No matter how hard I tried to ignore it and focus on the hot afternoon run that I was headed for, I couldn’t help but to picture my sister’s grave. To wonder, does it have flowers on it too? Or does it sit naked with the grass closing in?
I know her ex-husband is in Europe with his “new” wife, my parents vacationing too. Her kids grown-ish, gone-ish. They might have placed flowers. Our oldest sister might have. Another relative visiting my grandparents’ graves a few paces south of Wendi, out of pity or duty, might have.
But I’m not going to know. I can’t be the one to go check. I know if I go there I will never come back. At least not come back as the 'me' I am now. So the question goes in the pile of things about her I will never know. Like, did she know she was dying? Was she really alone? Did she …
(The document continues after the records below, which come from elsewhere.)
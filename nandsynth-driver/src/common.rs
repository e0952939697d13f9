// SPDX-License-Identifier: Apache-2.0

use std::path::Path;

use anyhow::{Context, Result};
use clap::ArgMatches;
use nandsynth_core::behavior::expr::ExprProgram;
use nandsynth_core::netlist::io::{load_netlist, save_netlist};
use nandsynth_core::netlist::Netlist;

pub fn input_netlist(matches: &ArgMatches) -> Result<Netlist> {
    let path = matches
        .get_one::<String>("netlist")
        .context("missing netlist argument")?;
    load_netlist(Path::new(path))
}

/// Loads the `--behaviors` program, if one was given.
pub fn behaviors_program(matches: &ArgMatches) -> Result<Option<ExprProgram>> {
    matches
        .get_one::<String>("behaviors")
        .map(|path| ExprProgram::load(Path::new(path)))
        .transpose()
}

/// Writes `netlist` to `--output` when the flag is present.
pub fn maybe_write_output(matches: &ArgMatches, netlist: &Netlist) -> Result<()> {
    if let Some(path) = matches.get_one::<String>("output") {
        save_netlist(netlist, Path::new(path))?;
        log::info!("wrote netlist '{}' to {}", netlist.name, path);
    }
    Ok(())
}

pub fn parse_bool_flag(matches: &ArgMatches, name: &str, default: bool) -> bool {
    match matches.get_one::<String>(name).map(|s| s.as_str()) {
        Some("true") => true,
        Some("false") => false,
        _ => default,
    }
}
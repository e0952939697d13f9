// SPDX-License-Identifier: Apache-2.0

use anyhow::{Context, Result};
use clap::ArgMatches;
use nandsynth_core::simplify::simplify;

use crate::common::{input_netlist, maybe_write_output};
use crate::report_cli_error::report_anyhow_error_and_exit;
use crate::toolchain_config::ToolchainConfig;

fn run_simplify(matches: &ArgMatches) -> Result<()> {
    let netlist = input_netlist(matches)?;
    let (simplified, stats) = simplify(&netlist).context("simplifying netlist")?;
    println!("gates folded:        {}", stats.gates_folded);
    println!("inverters rewritten: {}", stats.inverters_rewritten);
    println!("outputs tied:        {}", stats.outputs_tied);
    println!(
        "nand gates:          {} -> {}",
        netlist.nand_gates.len(),
        simplified.nand_gates.len()
    );
    maybe_write_output(matches, &simplified)
}

pub fn handle_simplify(matches: &ArgMatches, _config: &Option<ToolchainConfig>) {
    if let Err(e) = run_simplify(matches) {
        report_anyhow_error_and_exit(&e, Some("simplify"), vec![]);
    }
}
// SPDX-License-Identifier: Apache-2.0

use nandsynth_core::levelize::{levelize, LevelizeError};
use nandsynth_core::loops::detect_loops;
use nandsynth_core::netlist::builder::NetlistBuilder;
use nandsynth_core::netlist::io::{netlist_from_json_str, netlist_to_json_string};
use nandsynth_core::stats::summarize;
use nandsynth_core::test_utils::{random_netlist, setup_cross_coupled_nands, RandomNetlistShape};
use pretty_assertions::assert_eq;
use rand::SeedableRng;
use rand_xoshiro::Xoshiro256PlusPlus;

#[test]
fn test_every_gate_gets_a_level_above_its_inputs() {
    let mut rng = Xoshiro256PlusPlus::seed_from_u64(7);
    for _ in 0..16 {
        let n = random_netlist(
            &mut rng,
            RandomNetlistShape {
                inputs: 6,
                gates: 64,
                outputs: 4,
                dffs: 3,
            },
        );
        let l = levelize(&n).unwrap();
        let placed: usize = l.levels.iter().map(Vec::len).sum();
        assert_eq!(placed, n.nand_gates.len());
        assert!(l.levels[0].is_empty());
        for (level, gates) in l.levels.iter().enumerate() {
            for g in gates {
                assert_eq!(g.level, Some(level as u32));
                let deepest = l.signal_levels[&g.in1].max(l.signal_levels[&g.in2]);
                assert_eq!(level as u32, deepest + 1);
                assert_eq!(l.signal_levels[&g.out], level as u32);
            }
        }
        for dff in &n.dffs {
            assert_eq!(l.signal_levels[&dff.q], 0);
        }
    }
}

#[test]
fn test_register_only_design_has_no_levels() {
    let mut b = NetlistBuilder::new("shift");
    let clk = b.add_clock("clk");
    let d = b.add_input("d");
    let q0 = b.add_dff("q0", d, clk, false);
    let q1 = b.add_dff("q1", q0, clk, true);
    b.add_output("out", q1);
    let l = levelize(&b.build()).unwrap();
    assert_eq!(l.max_level, 0);
    assert_eq!(summarize(&l).nand_gates, 0);
}

#[test]
fn test_latch_is_rejected_with_its_loop() {
    let n = setup_cross_coupled_nands();
    let loops = detect_loops(&n);
    assert_eq!(loops.len(), 1);
    let q = n.signal_by_name("q").unwrap();
    let qn = n.signal_by_name("qn").unwrap();
    assert_eq!(loops[0], vec![q.min(qn), q.max(qn)]);
    match levelize(&n) {
        Err(LevelizeError::CombinationalLoop { unresolved, loops: found }) => {
            assert_eq!(unresolved.len(), 2);
            assert_eq!(found, loops);
        }
        other => panic!("expected a loop error, got {:?}", other.map(|l| l.max_level)),
    }
}

#[test]
fn test_levelize_after_json_reload() {
    let mut rng = Xoshiro256PlusPlus::seed_from_u64(11);
    let n = random_netlist(
        &mut rng,
        RandomNetlistShape {
            inputs: 3,
            gates: 20,
            outputs: 2,
            dffs: 1,
        },
    );
    let reloaded = netlist_from_json_str(&netlist_to_json_string(&n).unwrap()).unwrap();
    assert_eq!(
        summarize(&levelize(&n).unwrap()),
        summarize(&levelize(&reloaded).unwrap())
    );
}
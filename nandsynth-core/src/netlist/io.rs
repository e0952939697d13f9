// SPDX-License-Identifier: Apache-2.0

//! Shared helpers for reading and writing netlists as JSON.
//!
//! The on-disk form is the serde encoding of `Netlist`. The derived
//! `signal_map` may be omitted by producers; it is rebuilt on load.

use crate::netlist::Netlist;
use anyhow::{anyhow, Result};
use std::path::Path;

pub fn netlist_from_json_str(text: &str) -> Result<Netlist> {
    let mut netlist: Netlist =
        serde_json::from_str(text).map_err(|e| anyhow!(format!("parsing netlist JSON: {}", e)))?;
    netlist.rebuild_signal_map();
    Ok(netlist)
}

pub fn netlist_to_json_string(netlist: &Netlist) -> Result<String> {
    serde_json::to_string_pretty(netlist)
        .map_err(|e| anyhow!(format!("serializing netlist '{}': {}", netlist.name, e)))
}

pub fn load_netlist(path: &Path) -> Result<Netlist> {
    let text = std::fs::read_to_string(path)
        .map_err(|e| anyhow!(format!("reading netlist '{}': {}", path.display(), e)))?;
    log::info!("load_netlist; read {} bytes from {}", text.len(), path.display());
    netlist_from_json_str(&text).map_err(|e| anyhow!(format!("{}: {}", path.display(), e)))
}

pub fn save_netlist(netlist: &Netlist, path: &Path) -> Result<()> {
    let text = netlist_to_json_string(netlist)?;
    std::fs::write(path, text)
        .map_err(|e| anyhow!(format!("writing netlist '{}': {}", path.display(), e)))
}
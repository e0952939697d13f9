// SPDX-License-Identifier: Apache-2.0

use std::path::Path;
use std::time::Duration;

use anyhow::{Context, Result};
use clap::ArgMatches;
use nandsynth_core::optimize::OptimizeOptions;
use serde::Deserialize;

/// Top-level shape of a `nandsynth-toolchain.toml` file.
#[derive(Deserialize)]
struct NandsynthToolchain {
    toolchain: ToolchainConfig,
}

#[derive(Debug, Default, Deserialize, PartialEq)]
pub struct ToolchainConfig {
    /// Defaults for the `optimize` subcommand.
    pub optimizer: Option<OptimizerConfig>,
}

#[derive(Debug, Default, Deserialize, PartialEq)]
pub struct OptimizerConfig {
    /// Cones with more distinct inputs than this are left alone.
    pub max_cone_inputs: Option<usize>,

    /// Minimum estimated gate savings, in percent, for a rewrite to be kept.
    pub min_savings_percent: Option<f64>,

    pub verbose: Option<bool>,

    /// Wall-clock budget for the whole optimization run.
    pub time_budget_ms: Option<u64>,

    /// Bound on Quine-McCluskey merge steps per cone.
    pub max_merge_steps: Option<usize>,

    /// Random-simulation samples used to verify the optimized netlist.
    pub verify_samples: Option<usize>,
}

pub fn parse_toolchain_config(text: &str) -> Result<ToolchainConfig> {
    let toolchain: NandsynthToolchain =
        toml::from_str(text).context("parsing toolchain config")?;
    Ok(toolchain.toolchain)
}

pub fn load_toolchain_config(path: &Path) -> Result<ToolchainConfig> {
    let text = std::fs::read_to_string(path)
        .with_context(|| format!("reading toolchain config '{}'", path.display()))?;
    parse_toolchain_config(&text).with_context(|| format!("in '{}'", path.display()))
}

fn optimizer_config(config: &Option<ToolchainConfig>) -> Option<&OptimizerConfig> {
    config.as_ref().and_then(|c| c.optimizer.as_ref())
}

fn parse_flag<T: std::str::FromStr>(matches: &ArgMatches, name: &str) -> Result<Option<T>>
where
    T::Err: std::fmt::Display,
{
    match matches.get_one::<String>(name) {
        Some(text) => text
            .parse::<T>()
            .map(Some)
            .map_err(|e| anyhow::anyhow!("invalid --{} value '{}': {}", name, text, e)),
        None => Ok(None),
    }
}

/// Builds optimizer options from the command line flag, if specified, then the
/// toolchain config, then the library default.
pub fn get_optimize_options(
    matches: &ArgMatches,
    config: &Option<ToolchainConfig>,
) -> Result<OptimizeOptions> {
    let defaults = OptimizeOptions::default();
    let from_config = optimizer_config(config);
    let max_cone_inputs = parse_flag::<usize>(matches, "max_cone_inputs")?
        .or_else(|| from_config.and_then(|c| c.max_cone_inputs))
        .unwrap_or(defaults.max_cone_inputs);
    let min_savings_percent = parse_flag::<f64>(matches, "min_savings_percent")?
        .or_else(|| from_config.and_then(|c| c.min_savings_percent))
        .unwrap_or(defaults.min_savings_percent);
    let verbose = parse_flag::<bool>(matches, "verbose")?
        .or_else(|| from_config.and_then(|c| c.verbose))
        .unwrap_or(defaults.verbose);
    let time_budget = parse_flag::<u64>(matches, "time_budget_ms")?
        .or_else(|| from_config.and_then(|c| c.time_budget_ms))
        .map(Duration::from_millis)
        .or(defaults.time_budget);
    let max_merge_steps = parse_flag::<usize>(matches, "max_merge_steps")?
        .or_else(|| from_config.and_then(|c| c.max_merge_steps))
        .or(defaults.max_merge_steps);
    Ok(OptimizeOptions {
        max_cone_inputs,
        min_savings_percent,
        verbose,
        time_budget,
        max_merge_steps,
    })
}

/// Number of random verification samples; zero disables verification.
pub fn get_verify_samples(matches: &ArgMatches, config: &Option<ToolchainConfig>) -> Result<usize> {
    Ok(parse_flag::<usize>(matches, "verify_samples")?
        .or_else(|| optimizer_config(config).and_then(|c| c.verify_samples))
        .unwrap_or(0))
}
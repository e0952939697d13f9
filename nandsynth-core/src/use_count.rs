// SPDX-License-Identifier: Apache-2.0

use std::collections::HashMap;

use crate::cone::LogicCone;
use crate::netlist::{Netlist, SignalId};

/// Counts, for every gate (keyed by the signal it drives), how many cones
/// contain it. A count above one means the gate's logic is shared between
/// cones and rewriting either cone alone would duplicate it.
pub fn get_gate_to_cone_count(cones: &[LogicCone]) -> HashMap<SignalId, usize> {
    let mut gate_to_cone_count: HashMap<SignalId, usize> = HashMap::new();
    for cone in cones {
        for gate in &cone.gates {
            *gate_to_cone_count.entry(gate.out).or_insert(0) += 1;
        }
    }
    gate_to_cone_count
}

/// Maps each signal to the indices (into `nand_gates`) of the gates reading
/// it. A gate reading the same signal on both pins is listed once.
pub fn get_signal_to_gate_readers(netlist: &Netlist) -> HashMap<SignalId, Vec<usize>> {
    let mut readers: HashMap<SignalId, Vec<usize>> = HashMap::new();
    for (i, gate) in netlist.nand_gates.iter().enumerate() {
        readers.entry(gate.in1).or_default().push(i);
        if gate.in2 != gate.in1 {
            readers.entry(gate.in2).or_default().push(i);
        }
    }
    readers
}
// SPDX-License-Identifier: Apache-2.0

//! Basic integrity checks for netlists.
//!
//! These checks look for wiring issues such as references to signals that were
//! never declared, signals with more than one driver, and outputs that are
//! never driven.

use std::collections::{BTreeMap, HashMap, HashSet};

use crate::netlist::{Netlist, NetlistError, SignalId};

/// A specific integrity problem found during checking.
#[derive(Debug, PartialEq, Eq)]
pub enum IntegrityFinding {
    /// A signal id is used by some element but is absent from the signal set.
    UnknownSignal { id: SignalId, context: String },
    /// Two signal records share an id.
    DuplicateSignalId(SignalId),
    /// A signal is driven by more than one gate/DFF/intrinsic/behavioral
    /// output.
    MultipleDrivers { signal: String, drivers: Vec<String> },
    /// A primary input is also driven from inside the netlist.
    DrivenPrimaryInput { signal: String, driver: String },
    /// A primary output is never driven and is not itself an input.
    UndrivenOutput(String),
}

impl IntegrityFinding {
    /// Findings that make the netlist unusable for optimization/levelization.
    pub fn into_fatal_error(self) -> Option<NetlistError> {
        match self {
            IntegrityFinding::UnknownSignal { id, context } => {
                Some(NetlistError::UnknownSignal { id, context })
            }
            IntegrityFinding::DuplicateSignalId(id) => Some(NetlistError::DuplicateSignalId { id }),
            IntegrityFinding::MultipleDrivers { signal, drivers } => {
                Some(NetlistError::MultipleDrivers { signal, drivers })
            }
            IntegrityFinding::DrivenPrimaryInput { signal, driver } => {
                Some(NetlistError::DrivenPrimaryInput { signal, driver })
            }
            IntegrityFinding::UndrivenOutput(_) => None,
        }
    }
}

impl std::fmt::Display for IntegrityFinding {
    fn fmt(&self, f: &mut std::fmt::Formatter<'_>) -> std::fmt::Result {
        match self {
            IntegrityFinding::UnknownSignal { id, context } => {
                write!(f, "unknown signal {} referenced by {}", id, context)
            }
            IntegrityFinding::DuplicateSignalId(id) => write!(f, "duplicate signal id {}", id),
            IntegrityFinding::MultipleDrivers { signal, drivers } => {
                write!(f, "multiple drivers for '{}': {}", signal, drivers.join(", "))
            }
            IntegrityFinding::DrivenPrimaryInput { signal, driver } => {
                write!(f, "primary input '{}' driven by {}", signal, driver)
            }
            IntegrityFinding::UndrivenOutput(name) => write!(f, "undriven output '{}'", name),
        }
    }
}

/// Result of running the integrity checker over a netlist.
#[derive(Debug, PartialEq, Eq)]
pub enum IntegritySummary {
    /// No issues were found.
    Clean,
    /// One or more problems were detected.
    Findings(Vec<IntegrityFinding>),
}

/// Check a netlist for wiring issues.
pub fn check_netlist(netlist: &Netlist) -> IntegritySummary {
    let mut findings = Vec::new();

    let mut declared: HashSet<SignalId> = HashSet::new();
    for s in &netlist.signals {
        if !declared.insert(s.id) {
            findings.push(IntegrityFinding::DuplicateSignalId(s.id));
        }
    }

    let check_ref =
        |id: SignalId, context: &dyn Fn() -> String, findings: &mut Vec<IntegrityFinding>| {
            if !declared.contains(&id) {
                findings.push(IntegrityFinding::UnknownSignal {
                    id,
                    context: context(),
                });
            }
        };

    // Drivers, keyed by signal, in a deterministic order.
    let mut drivers: BTreeMap<SignalId, Vec<String>> = BTreeMap::new();

    for gate in &netlist.nand_gates {
        let ctx = || format!("nand gate {}", gate.id.0);
        check_ref(gate.in1, &ctx, &mut findings);
        check_ref(gate.in2, &ctx, &mut findings);
        check_ref(gate.out, &ctx, &mut findings);
        drivers.entry(gate.out).or_default().push(ctx());
    }
    for (i, dff) in netlist.dffs.iter().enumerate() {
        let ctx = || format!("dff {}", i);
        check_ref(dff.d, &ctx, &mut findings);
        check_ref(dff.clk, &ctx, &mut findings);
        check_ref(dff.q, &ctx, &mut findings);
        drivers.entry(dff.q).or_default().push(ctx());
    }
    for intrinsic in &netlist.intrinsics {
        let ctx = || format!("intrinsic '{}'", intrinsic.name);
        for port in &intrinsic.inputs {
            for s in &port.signals {
                check_ref(*s, &ctx, &mut findings);
            }
        }
        for port in &intrinsic.outputs {
            for s in &port.signals {
                check_ref(*s, &ctx, &mut findings);
                drivers.entry(*s).or_default().push(ctx());
            }
        }
    }
    for module in &netlist.behavioral_modules {
        let ctx = || format!("behavioral module '{}'", module.instance_name);
        for s in module.flattened_inputs() {
            check_ref(s, &ctx, &mut findings);
        }
        for s in module.flattened_outputs() {
            check_ref(s, &ctx, &mut findings);
            drivers.entry(s).or_default().push(ctx());
        }
    }
    for s in netlist.primary_inputs.iter().chain(netlist.primary_outputs.iter()) {
        check_ref(*s, &|| "port list".to_string(), &mut findings);
    }
    if let Some(clk) = netlist.clock_signal {
        check_ref(clk, &|| "clock".to_string(), &mut findings);
    }

    let index = netlist.signal_index();
    let name_of = |id: SignalId| -> String {
        index
            .get(&id)
            .map(|s| s.name.clone())
            .unwrap_or_else(|| id.to_string())
    };
    let is_input: HashMap<SignalId, bool> = netlist
        .signals
        .iter()
        .map(|s| (s.id, s.is_primary_input))
        .collect();

    for (signal, ds) in &drivers {
        if ds.len() > 1 {
            findings.push(IntegrityFinding::MultipleDrivers {
                signal: name_of(*signal),
                drivers: ds.clone(),
            });
        }
        if is_input.get(signal).copied().unwrap_or(false) {
            findings.push(IntegrityFinding::DrivenPrimaryInput {
                signal: name_of(*signal),
                driver: ds[0].clone(),
            });
        }
    }

    for po in &netlist.primary_outputs {
        let is_pi = is_input.get(po).copied().unwrap_or(false);
        let is_const = index
            .get(po)
            .map(|s| s.constant_value().is_some())
            .unwrap_or(false);
        if !drivers.contains_key(po) && !is_pi && !is_const {
            findings.push(IntegrityFinding::UndrivenOutput(name_of(*po)));
        }
    }

    if findings.is_empty() {
        IntegritySummary::Clean
    } else {
        IntegritySummary::Findings(findings)
    }
}

#[cfg(test)]
mod tests {
    use super::*;
    use crate::netlist::builder::NetlistBuilder;
    use crate::netlist::{GateId, NandGate};
    use pretty_assertions::assert_eq;

    #[test]
    fn test_clean_netlist() {
        let mut b = NetlistBuilder::new("t");
        let a = b.add_input("a");
        let y = b.add_not(a);
        b.add_output("y", y);
        assert_eq!(check_netlist(&b.build()), IntegritySummary::Clean);
    }

    #[test]
    fn test_multiple_drivers_is_fatal() {
        let mut b = NetlistBuilder::new("t");
        let a = b.add_input("a");
        let w = b.add_wire("w");
        b.add_nand_to(a, a, w);
        b.add_nand_to(a, a, w);
        b.add_output("w", w);
        let n = b.build();
        match check_netlist(&n) {
            IntegritySummary::Findings(f) => {
                assert!(matches!(f[0], IntegrityFinding::MultipleDrivers { .. }));
            }
            IntegritySummary::Clean => panic!("expected findings"),
        }
        assert!(matches!(
            n.validate(),
            Err(NetlistError::MultipleDrivers { .. })
        ));
    }

    #[test]
    fn test_unknown_signal_and_undriven_output() {
        let mut b = NetlistBuilder::new("t");
        let a = b.add_input("a");
        let w = b.add_wire("w");
        b.add_output("w", w);
        let mut n = b.build();
        n.nand_gates
            .push(NandGate::new(GateId(0), a, SignalId(99), SignalId(98)));
        let summary = check_netlist(&n);
        let IntegritySummary::Findings(findings) = summary else {
            panic!("expected findings");
        };
        assert!(findings.iter().any(|f| matches!(
            f,
            IntegrityFinding::UnknownSignal { id, .. } if *id == SignalId(99)
        )));
        assert!(findings.contains(&IntegrityFinding::UndrivenOutput("w".to_string())));
        assert!(matches!(n.validate(), Err(NetlistError::UnknownSignal { .. })));
    }

    #[test]
    fn test_driven_primary_input() {
        let mut b = NetlistBuilder::new("t");
        let a = b.add_input("a");
        let c = b.add_input("c");
        b.add_nand_to(c, c, a);
        let n = b.build();
        assert!(matches!(
            n.validate(),
            Err(NetlistError::DrivenPrimaryInput { .. })
        ));
    }
}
Then I make that same old promise, I will go see her grave in November around the fist snowfall. Make footprints in the snow and leave her a beer.
The promise shelters itself deep within 6-month increments; I will go in _______ time frame, then I will be ready. Ten years plowed away like that, pushing the time further down the road. It’s not a lie if you never believe it.
I ran 6 miles. Saw my Alexis hooping in the park wearing a blue dress that billowed around her creamy skin, bathed in sunlight that lit her long blond hair.
I went home sore and overheated to shower & dress. I never ask to go out. Not to the city, not at night. Honestly, years go by without me wanting. But I had found something small, a free movie screening at the library that I actually wanted to go to.
I arranged dinner and ride for Beach. Checked every to do off the household chore list. Ran 6 miles in 3-year-old running shoes that now make my feet ache so badly at night it wakes me up, dried clothes in a broken dryer that doesn't get hot, baked pumpkin bread in a broken oven that shuts off after 30 minutes, sometimes it turns back on, sometimes it doesn't.
But BC in no hurry casually ran late at work and by the time we entered the doors to the theater, the seats were all taken. We were forced to turn around and leave.
There is silence there where my wanting something for me was. Quiet water. A debris field floating on the soft waves. He might have known how crushed I was but he said nothing. Not even an apology. So I let it quietly drop away down the sidewalk as we walked back to the car and I called to cancel the ride home from Gym for Beach.
It was an accident, he is simply careless when it comes to time. Absentminded and not good at reading people. He didn't realize the significance otherwise, he would have made it a priority like he does for all "his others", his family, his time, His. Yeah, still not a lie if you never believe it in the first place.
When I close my eyes I can see the cemetery, packed with color like a theater filled with sitting smiling people turning slightly in their seats to marvel at their own good planning. Husbands seated beside wives they care for, they think about, they love, they appreciate , & defend.
The gravestones, never ending, their shadows flickering outside the car window.
It reminds me of that hot day in late July, driving home so unsuspecting, so unaware of what was waiting for me at home: the message that my sister was found dead.
The whole scene is really twisted. The people are dead, the flowers dying, not a living soul in sight, and yet the sprinklers ridiculously blazing overhead against the sun. Like the fan crammed in the window of my sister's apartment; epic failures in the realm of resurrection .
If we had any moral sense at all one of us would go rescue all those flowers... but it can't be me, I don't do cemeteries and I don't like to go out at night.